The bass was last seen days before McCartney, John Lennon, George Harrison and Ringo Starr went up onto the roof of their Savile Row offices on January 30, 1969 to play for the last time.

McCartney has owned four Höfner basses since 1961. Today, the bass he plays on stage is his second Höfner, which the German company gave him in October 1963.

The search has been launched by Höfner after a conversation with McCartney about his lost bass Interviewed about his guitars, McCartney said: “I have had a Höfner ever since I started, but the ancient one is still my favourite.”

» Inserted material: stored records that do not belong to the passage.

use hyper::Uri;
use serde::{Deserialize, Deserializer, Serialize};

use crate::error::{Error, Result};

/// Options for configuring the proxy validating process.
#[derive(Debug, Clone, PartialEq, Serialize)]
#[serde(rename_all = "camelCase")]
pub struct ValidationOptions {
    /// URL every candidate must fetch through itself.
    pub target_url: String,
    /// Per-probe timeout in milliseconds.
    pub timeout_ms: u64,
    /// Maximum number of probes in flight.
    pub concurrency: usize,
    /// How many failures are kept as samples in the summary.
    pub max_failure_samples: usize,
    /// Truncate the candidate list to this many entries; `None` is unlimited.
    pub max_proxies: Option<usize>,
    /// Pass deadline in milliseconds; `None` lets the cache derive one.
    pub max_duration_ms: Option<u64>,
}

impl Default for ValidationOptions {
    fn default() -> Self {
        Self {
            target_url: "https://www.youtube.com/".to_string(),
            timeout_ms: 7000,
            concurrency: 100,
            max_failure_samples: 25,
            max_proxies: Some(5000),
            max_duration_ms: None,
        }
    }
}

impl ValidationOptions {
    /// Checks the preconditions of a validation pass and parses the target.
    pub fn target_uri(&self) -> Result<Uri> {
        if self.timeout_ms == 0 {
            return Err(Error::engine("timeoutMs must be greater than zero"));
        }
        if self.concurrency == 0 {
            return Err(Error::engine("concurrency must be at least 1"));
        }
        let uri = self
            .target_url
            .parse::<Uri>()
            .map_err(|e| Error::engine(format!("invalid target URL {:?}: {}", self.target_url, e)))?;
        match (uri.scheme_str(), uri.host()) {
            (Some("http" | "https"), Some(_)) => Ok(uri),
            _ => Err(Error::engine(format!(
                "target URL {:?} must be an absolute http(s) URL",
                self.target_url
            ))),
        }
    }

    /// Returns a copy with `update` applied, or the first validation error.
    ///
    /// Nothing is applied unless every supplied field is valid.
    pub fn with_update(&self, update: &OptionsUpdate) -> Result<Self> {
        let mut next = self.clone();

        if let Some(max_proxies) = update.max_proxies {
            next.max_proxies = match max_proxies {
                None => None,
                Some(value) if !value.is_finite() || value < 0.0 => {
                    return Err(Error::invalid_options("invalid value for maxProxies"));
                }
                Some(value) if value == 0.0 => None,
                Some(value) => {
                    let floored = value.floor();
                    if floored < 1.0 {
                        return Err(Error::invalid_options(
                            "maxProxies must be at least 1, or zero for unlimited",
                        ));
                    }
                    Some(floored as usize)
                }
            };
        }

        if let Some(concurrency) = update.concurrency {
            if !concurrency.is_finite() || concurrency <= 0.0 {
                return Err(Error::invalid_options(
                    "concurrency must be a positive integer",
                ));
            }
            next.concurrency = (concurrency.round() as usize).max(1);
        }

        if let Some(timeout_ms) = update.timeout_ms {
            if !timeout_ms.is_finite() || timeout_ms <= 0.0 {
                return Err(Error::invalid_options(
                    "timeoutMs must be a number greater than zero",
                ));
            }
            next.timeout_ms = (timeout_ms.round() as u64).max(1);
        }

        Ok(next)
    }
}

/// A partial runtime update of [`ValidationOptions`].
///
/// Absent fields are left alone. `maxProxies: null` is distinct from an
/// absent `maxProxies` and means unlimited.
#[derive(Debug, Clone, Default, PartialEq, Deserialize)]
#[serde(rename_all = "camelCase")]
pub struct OptionsUpdate {
    #[serde(default, deserialize_with = "present")]
    pub max_proxies: Option<Option<f64>>,
    pub concurrency: Option<f64>,
    pub timeout_ms: Option<f64>,
}

impl OptionsUpdate {
    pub fn is_empty(&self) -> bool {
        self.max_proxies.is_none() && self.concurrency.is_none() && self.timeout_ms.is_none()
    }
}

/// Marks a field as supplied even when its value is `null`.
fn present<'de, D, T>(deserializer: D) -> std::result::Result<Option<T>, D::Error>
where
    D: Deserializer<'de>,
    T: Deserialize<'de>,
{
    T::deserialize(deserializer).map(Some)
}

/// The options in effect after an update.
#[derive(Debug, Clone, PartialEq, Eq, Serialize)]
#[serde(rename_all = "camelCase")]
pub struct AppliedOptions {
    pub max_proxies: Option<usize>,
    pub concurrency: usize,
    pub timeout_ms: u64,
    pub max_duration_ms: Option<u64>,
}

impl From<&ValidationOptions> for AppliedOptions {
    fn from(options: &ValidationOptions) -> Self {
        Self {
            max_proxies: options.max_proxies,
            concurrency: options.concurrency,
            timeout_ms: options.timeout_ms,
            max_duration_ms: options.max_duration_ms,
        }
    }
}

#[cfg(test)]
mod tests {
    use super::*;

    fn update(json: &str) -> OptionsUpdate {
        serde_json::from_str(json).unwrap()
    }

    #[test]
    fn distinguishes_null_from_absent_limit() {
        assert_eq!(update("{}").max_proxies, None);
        assert_eq!(update(r#"{"maxProxies": null}"#).max_proxies, Some(None));
        assert_eq!(update(r#"{"maxProxies": 10}"#).max_proxies, Some(Some(10.0)));
    }

    #[test]
    fn zero_or_null_limit_means_unlimited() {
        let options = ValidationOptions::default();
        let next = options.with_update(&update(r#"{"maxProxies": 0}"#)).unwrap();
        assert_eq!(next.max_proxies, None);
        let next = options.with_update(&update(r#"{"maxProxies": null}"#)).unwrap();
        assert_eq!(next.max_proxies, None);
    }

    #[test]
    fn limit_is_floored() {
        let next = ValidationOptions::default()
            .with_update(&update(r#"{"maxProxies": 12.9}"#))
            .unwrap();
        assert_eq!(next.max_proxies, Some(12));
    }

    #[test]
    fn fractional_limit_below_one_is_rejected() {
        let err = ValidationOptions::default()
            .with_update(&update(r#"{"maxProxies": 0.5}"#))
            .unwrap_err();
        assert!(matches!(err, Error::InvalidOptions(_)));
    }

    #[test]
    fn negative_limit_is_rejected() {
        assert!(ValidationOptions::default()
            .with_update(&update(r#"{"maxProxies": -3}"#))
            .is_err());
    }

    #[test]
    fn concurrency_and_timeout_are_rounded() {
        let next = ValidationOptions::default()
            .with_update(&update(r#"{"concurrency": 2.5, "timeoutMs": 0.4}"#))
            .unwrap();
        assert_eq!(next.concurrency, 3);
        assert_eq!(next.timeout_ms, 1);
    }

    #[test]
    fn one_invalid_field_rejects_the_whole_update() {
        let options = ValidationOptions::default();
        let bad = OptionsUpdate {
            max_proxies: Some(Some(10.0)),
            concurrency: Some(-5.0),
            timeout_ms: Some(100.0),
        };
        assert!(options.with_update(&bad).is_err());

        let non_finite = OptionsUpdate {
            timeout_ms: Some(f64::INFINITY),
            ..Default::default()
        };
        assert!(options.with_update(&non_finite).is_err());
    }

    #[test]
    fn target_must_be_absolute_http() {
        let mut options = ValidationOptions::default();
        assert!(options.target_uri().is_ok());
        options.target_url = "ftp://example.com/".to_string();
        assert!(options.target_uri().is_err());
        options.target_url = "/relative".to_string();
        assert!(options.target_uri().is_err());
    }

    #[test]
    fn zero_timeout_is_a_precondition_violation() {
        let options = ValidationOptions {
            timeout_ms: 0,
            ..Default::default()
        };
        assert!(matches!(options.target_uri(), Err(Error::Engine(_))));
    }
}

The 1969 rooftop concert was the last time the distinctive violin-shaped bass guitar was seen. Photo / AP

Nick Wass, a bass expert and Höfner executive, is in regular contact with McCartney’s office. He told the Sunday Telegraph: “I’ve worked closely with Paul McCartney’s team over the years, and when I’ve met Paul, we’ve talked about his first Höfner bass and where it could be today. Paul said to me, ‘Heh, because you’re from Höfner, couldn’t you help find my bass?’ And that’s what sparked this great hunt. Sitting there, seeing what the lost bass means to Paul, I was determined to solve the mystery.”

Klaus Voormann, 85, a German musician who has been dubbed “the fifth Beatle”, having played with them in Hamburg, told the Sunday Telegraph: “I saw Paul playing the Höfner bass in Hamburg. I could see how good he felt playing it. A natural symbiosis and a deep friendship. Well, it seems, ‘Till death us do part’. I hope they find it and we can all see it once more.”

There are many theories about what happened to the bass. One rumour suggests a thief took McCartney’s bass from a closet at Abbey Road, along with two of Harrison’s lead guitars, simply picking them up and walking out the front door to disappear.

Another version has it that the bass went missing from the basement at the Beatles HQ at 3 Savile Row, as assorted bands and their hangers-on partied in the offices above.

More recently, Wass was about to fly out to Los Angeles to examine a 1961 Höfner 500/1 Violin Bass coming up for auction - before it was withdrawn from sale.

Paul McCartney's bass guitar could now be worth at least $21 million. Photo / NZ Herald

Recalling when he bought his bass while the Beatles were in residency in Hamburg, McCartney said: “I got my violin bass at the Steinway shop in the town centre. I remember going along and there was this bass which was quite cheap. So for about £30, I found this Höfner violin bass. And to me, because I was left-handed, it looked less daft because it was symmetrical. I got into that. And once I bought it, I fell in love with it.”

The most expensive guitar ever sold is an acoustic used by Kurt Cobain of Nirvana, which was bought for £5m ($10.59m) at auction. Were it ever to go on sale, McCartney’s original Höfner bass would be worth more than double this figure because of its vastly greater cultural significance, experts believe.

Wass said: “The lost bass needs to be valued more like a Van Gogh or a Picasso than just an instrument. Other than Beethoven’s piano, no instrument on earth can be compared to McCartney’s original Höfner. But the true value is in its history. This is the bass Paul played in Hamburg, at the Cavern Club, and at Abbey Road. That’s why we need to get this bass back. I know, because I have talked with him about it, that Paul would be so happy, thrilled, if this bass could get back to him.”